Print the data that follows exactly as it stands, from its first line through the line containing "pub struct ServerSettings", and stop there.

+++ INFORMATION SUPPLIED +++

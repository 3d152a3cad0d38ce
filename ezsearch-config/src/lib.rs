//! Loader for ezsearch configuration with YAML + environment overlays.
//!
//! Precedence, lowest to highest: built-in defaults, YAML sources in the order
//! they were added, then `EZSEARCH__`-prefixed environment variables (`__`
//! separates nesting levels, e.g. `EZSEARCH__SEARCH__TIMEOUT_SECS=5`).
//! `${VAR}` placeholders inside string values are expanded after merging.
//!
//! Everything that depends on DuckDuckGo's page structure (selectors, redirect
//! wrapper shape, origin) lives in [`SearchSettings`], so markup drift is a
//! configuration change rather than a code change.
use config::{Config, ConfigError, Environment, File};
use ezsearch_common::observability::LogFormat;
use serde::{Deserialize, Serialize};
use serde_json::Value;
use std::path::{Path, PathBuf};
use url::Url;

const MAXIMUM_ENV_EXPANSION_DEPTH: usize = 8;

pub const DEFAULT_ENDPOINT: &str = "https://html.duckduckgo.com/html/";
pub const DEFAULT_ORIGIN: &str = "https://duckduckgo.com";
pub const DEFAULT_USER_AGENT: &str = "Mozilla/5.0 (Windows NT 10.0; Win64; x64) AppleWebKit/537.36 (KHTML, like Gecko) Chrome/91.0.4472.124 Safari/537.36";
pub const DEFAULT_LIMIT: usize = 10;

#[derive(Debug, Clone, Default, Deserialize, Serialize)]
#[serde(default)]
pub struct EzSearchConfig {
    pub server: ServerSettings,
    pub search: SearchSettings,
    pub logging: LoggingSettings,
}

/// Identity reported to MCP clients during `initialize`.
#[derive(Debug, Clone, Deserialize, Serialize)]
#[serde(default)]
pub struct ServerSettings {
    pub name: String,
    pub version: String,
}

impl Default for ServerSettings {
    fn default() -> Self {
        Self {
            name: "ez-web-search-mcp".into(),
            version: env!("CARGO_PKG_VERSION").into(),
        }
    }
}

#[derive(Debug, Clone, Deserialize, Serialize)]
#[serde(default)]
pub struct SearchSettings {
    /// HTML results endpoint; the query is sent as its `q` parameter.
    pub endpoint: String,
    /// Origin that relative result links are resolved against.
    pub origin: String,
    pub user_agent: String,
    pub timeout_secs: u64,
    pub connect_timeout_secs: u64,
    /// Result count used when a tool call omits `limit`.
    pub default_limit: usize,
    /// Path prefix of the engine's click-through redirect (`/l/?uddg=...`).
    pub redirect_prefix: String,
    /// Query parameter of the redirect carrying the destination URL.
    pub redirect_param: String,
    pub selectors: SelectorSettings,
}

impl Default for SearchSettings {
    fn default() -> Self {
        Self {
            endpoint: DEFAULT_ENDPOINT.into(),
            origin: DEFAULT_ORIGIN.into(),
            user_agent: DEFAULT_USER_AGENT.into(),
            timeout_secs: 15,
            connect_timeout_secs: 5,
            default_limit: DEFAULT_LIMIT,
            redirect_prefix: "/l/".into(),
            redirect_param: "uddg".into(),
            selectors: SelectorSettings::default(),
        }
    }
}

/// CSS selectors locating results in the HTML page.
#[derive(Debug, Clone, Deserialize, Serialize)]
#[serde(default)]
pub struct SelectorSettings {
    /// One match per organic result.
    pub container: String,
    /// Anchor inside a container; text is the title, `href` the link.
    pub title: String,
    /// Snippet inside a container; text is the description.
    pub snippet: String,
}

impl Default for SelectorSettings {
    fn default() -> Self {
        Self {
            container: ".result".into(),
            title: ".result__title a".into(),
            snippet: ".result__snippet".into(),
        }
    }
}

#[derive(Debug, Clone, Deserialize, Serialize)]
#[serde(default)]
pub struct LoggingSettings {
    pub format: LogFormat,
    /// Default `EnvFilter` directive; `RUST_LOG` still wins.
    pub filter: String,
    pub stderr: bool,
    pub file: bool,
    pub dir: Option<PathBuf>,
}

impl Default for LoggingSettings {
    fn default() -> Self {
        Self {
            format: LogFormat::Text,
            filter: "info".into(),
            stderr: true,
            file: false,
            dir: None,
        }
    }
}

impl EzSearchConfig {
    /// Reject values that would only fail later, at first use.
    ///
    /// ```
    /// use ezsearch_config::EzSearchConfig;
    ///
    /// let mut cfg = EzSearchConfig::default();
    /// assert!(cfg.validate().is_ok());
    ///
    /// cfg.search.default_limit = 0;
    /// assert!(cfg.validate().is_err());
    /// ```
    pub fn validate(&self) -> Result<(), ConfigError> {
        let search = &self.search;
        if search.timeout_secs == 0 {
            return Err(invalid("search.timeout_secs must be at least 1"));
        }
        if search.connect_timeout_secs == 0 {
            return Err(invalid("search.connect_timeout_secs must be at least 1"));
        }
        if search.default_limit == 0 {
            return Err(invalid("search.default_limit must be at least 1"));
        }
        for (key, value) in [("search.endpoint", &search.endpoint), ("search.origin", &search.origin)] {
            Url::parse(value).map_err(|e| invalid(&format!("{key} is not a valid URL: {e}")))?;
        }
        if search.redirect_param.trim().is_empty() {
            return Err(invalid("search.redirect_param must not be empty"));
        }
        Ok(())
    }

    /// Effective configuration rendered as YAML, in the same shape the loader reads.
    pub fn to_yaml(&self) -> Result<String, ConfigError> {
        serde_yaml::to_string(self).map_err(|e| ConfigError::Message(e.to_string()))
    }
}

fn invalid(message: &str) -> ConfigError {
    ConfigError::Message(message.to_string())
}

fn expand_env_in_value(v: &mut Value) {
    match v {
        Value::String(s) => {
            if s.contains('$') {
                let mut cur = std::mem::take(s);
                for _ in 0..MAXIMUM_ENV_EXPANSION_DEPTH {
                    let expanded = match shellexpand::env(&cur) {
                        Ok(cow) => cow.into_owned(),
                        Err(_) => cur.clone(),
                    };
                    if expanded == cur {
                        break;
                    }
                    cur = expanded;
                }
                *s = cur;
            }
        }
        Value::Array(arr) => arr.iter_mut().for_each(expand_env_in_value),
        Value::Object(obj) => obj.values_mut().for_each(expand_env_in_value),
        _ => {}
    }
}

/// Builder hides the `config` crate wiring (YAML + env overrides).
pub struct EzSearchConfigLoader {
    builder: config::ConfigBuilder<config::builder::DefaultState>,
}

impl Default for EzSearchConfigLoader {
    fn default() -> Self {
        Self::new()
    }
}

impl EzSearchConfigLoader {
    /// Start from defaults with `EZSEARCH__` env overrides.
    ///
    /// ```
    /// use ezsearch_config::EzSearchConfigLoader;
    ///
    /// let config = EzSearchConfigLoader::new()
    ///     .with_yaml_str("search:\n  default_limit: 3")
    ///     .load()
    ///     .expect("valid config");
    ///
    /// assert_eq!(config.search.default_limit, 3);
    /// assert_eq!(config.search.selectors.container, ".result");
    /// ```
    pub fn new() -> Self {
        Self {
            builder: Config::builder(),
        }
    }

    /// Attach a YAML/TOML/JSON file that must exist; format is inferred by suffix.
    pub fn with_file<P: AsRef<Path>>(mut self, path: P) -> Self {
        self.builder = self
            .builder
            .add_source(File::from(path.as_ref()).required(true));
        self
    }

    /// Attach a file that is silently skipped when missing.
    pub fn with_optional_file<P: AsRef<Path>>(mut self, path: P) -> Self {
        self.builder = self
            .builder
            .add_source(File::from(path.as_ref()).required(false));
        self
    }

    /// Allow tests/CLI to merge inline YAML snippets.
    pub fn with_yaml_str(mut self, yaml: &str) -> Self {
        self.builder = self
            .builder
            .add_source(File::from_str(yaml, config::FileFormat::Yaml));
        self
    }

    /// Consume the builder and deserialize the merged sources into strongly typed config.
    ///
    /// Environment variables are layered last, then `${VAR}` placeholders are
    /// expanded before the typed structs are materialised.
    ///
    /// ```
    /// use ezsearch_config::EzSearchConfigLoader;
    ///
    /// unsafe { std::env::set_var("EZ_DOC_AGENT", "doc-agent/1.0"); }
    ///
    /// let config = EzSearchConfigLoader::new()
    ///     .with_yaml_str("search:\n  user_agent: \"${EZ_DOC_AGENT}\"")
    ///     .load()
    ///     .expect("valid configuration");
    ///
    /// assert_eq!(config.search.user_agent, "doc-agent/1.0");
    ///
    /// unsafe { std::env::remove_var("EZ_DOC_AGENT"); }
    /// ```
    pub fn load(self) -> Result<EzSearchConfig, ConfigError> {
        let cfg = self
            .builder
            .add_source(
                Environment::with_prefix("EZSEARCH")
                    .separator("__")
                    .try_parsing(true),
            )
            .build()?;

        let mut v: Value = cfg.try_deserialize()?;
        expand_env_in_value(&mut v);

        let typed: EzSearchConfig =
            serde_json::from_value(v).map_err(|e| ConfigError::Message(e.to_string()))?;

        Ok(typed)
    }
}

#[cfg(test)]
mod tests {
    use super::*;
    use serde_json::json;

    #[test]
    fn expands_simple_string() {
        temp_env::with_var("FOO", Some("bar"), || {
            let mut v = json!("prefix-${FOO}-suffix");
            expand_env_in_value(&mut v);
            assert_eq!(v, json!("prefix-bar-suffix"));
        });
    }

    #[test]
    fn expands_in_array_and_object() {
        temp_env::with_vars([("CITY", Some("Winston")), ("STATE", Some("NC"))], || {
            let mut v = json!(["hello-$CITY", { "loc": "${CITY}-${STATE}" }, 42, true, null]);
            expand_env_in_value(&mut v);
            assert_eq!(
                v,
                json!(["hello-Winston", { "loc": "Winston-NC" }, 42, true, null])
            );
        });
    }

    #[test]
    fn expands_recursively_across_env_values() {
        temp_env::with_vars(
            [
                ("BAZ", Some("qux")),
                ("BAR", Some("mid-${BAZ}")),
                ("FOO", Some("start-${BAR}-end")),
            ],
            || {
                let mut v = json!("X=${FOO}");
                expand_env_in_value(&mut v);
                assert_eq!(v, json!("X=start-mid-qux-end"));
            },
        );
    }

    #[test]
    fn stops_on_cycles() {
        temp_env::with_vars([("A", Some("${B}")), ("B", Some("${A}"))], || {
            let mut v = json!("x=${A}-y");
            expand_env_in_value(&mut v);
            let s = v.as_str().unwrap();
            assert!(s.starts_with("x=") && s.ends_with("-y"));
            assert!(s.contains("${"));
        });
    }

    #[test]
    fn unknown_vars_are_left_as_is() {
        let mut v = json!("hi-${DOES_NOT_EXIST}");
        expand_env_in_value(&mut v);
        assert_eq!(v, json!("hi-${DOES_NOT_EXIST}"));
    }

    #[test]
    fn defaults_match_duckduckgo_html_page() {
        let cfg = EzSearchConfig::default();
        assert_eq!(cfg.search.endpoint, "https://html.duckduckgo.com/html/");
        assert_eq!(cfg.search.origin, "https://duckduckgo.com");
        assert_eq!(cfg.search.redirect_prefix, "/l/");
        assert_eq!(cfg.search.redirect_param, "uddg");
        assert_eq!(cfg.search.default_limit, 10);
        assert_eq!(cfg.search.selectors.title, ".result__title a");
        assert!(cfg.search.user_agent.starts_with("Mozilla/5.0"));
        assert!(cfg.logging.stderr);
        assert!(!cfg.logging.file);
    }

    #[test]
    fn yaml_dump_loads_back_unchanged() {
        let mut cfg = EzSearchConfig::default();
        cfg.search.default_limit = 4;
        cfg.logging.format = LogFormat::Json;
        let yaml = cfg.to_yaml().unwrap();
        assert!(yaml.contains("default_limit: 4"));

        let loaded = EzSearchConfigLoader::new().with_yaml_str(&yaml).load().unwrap();
        assert_eq!(loaded.search.default_limit, 4);
        assert_eq!(loaded.logging.format, LogFormat::Json);
        assert_eq!(loaded.search.selectors.snippet, ".result__snippet");
    }

    #[test]
    fn validate_rejects_bad_urls_and_zero_timeouts() {
        let mut cfg = EzSearchConfig::default();
        cfg.search.origin = "duckduckgo.com".into();
        assert!(cfg.validate().is_err());

        let mut cfg = EzSearchConfig::default();
        cfg.search.timeout_secs = 0;
        assert!(cfg.validate().is_err());

        let mut cfg = EzSearchConfig::default();
        cfg.search.redirect_param = " ".into();
        assert!(cfg.validate().is_err());
    }
}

+++

- **RESPONSE**:
repository 3d152a3cad0d38ce
filename ezsearch-config/src/lib.rs
//! Loader for ezsearch configuration with YAML + environment overlays.
//!
//! Precedence, lowest to highest: built-in defaults, YAML sources in the order
//! they were added, then `EZSEARCH__`-prefixed environment variables (`__`
//! separates nesting levels, e.g. `EZSEARCH__SEARCH__TIMEOUT_SECS=5`).
//! `${VAR}` placeholders inside string values are expanded after merging.
//!
//! Everything that depends on DuckDuckGo's page structure (selectors, redirect
//! wrapper shape, origin) lives in [`SearchSettings`], so markup drift is a
//! configuration change rather than a code change.
use config::{Config, ConfigError, Environment, File};
use ezsearch_common::observability::LogFormat;
use serde::{Deserialize, Serialize};
use serde_json::Value;
use std::path::{Path, PathBuf};
use url::Url;

const MAXIMUM_ENV_EXPANSION_DEPTH: usize = 8;

pub const DEFAULT_ENDPOINT: &str = "https://html.duckduckgo.com/html/";
pub const DEFAULT_ORIGIN: &str = "https://duckduckgo.com";
pub const DEFAULT_USER_AGENT: &str = "Mozilla/5.0 (Windows NT 10.0; Win64; x64) AppleWebKit/537.36 (KHTML, like Gecko) Chrome/91.0.4472.124 Safari/537.36";
pub const DEFAULT_LIMIT: usize = 10;

#[derive(Debug, Clone, Default, Deserialize, Serialize)]
#[serde(default)]
pub struct EzSearchConfig {
    pub server: ServerSettings,
    pub search: SearchSettings,
    pub logging: LoggingSettings,
}

/// Identity reported to MCP clients during `initialize`.
#[derive(Debug, Clone, Deserialize, Serialize)]
#[serde(default)]
pub struct ServerSettings {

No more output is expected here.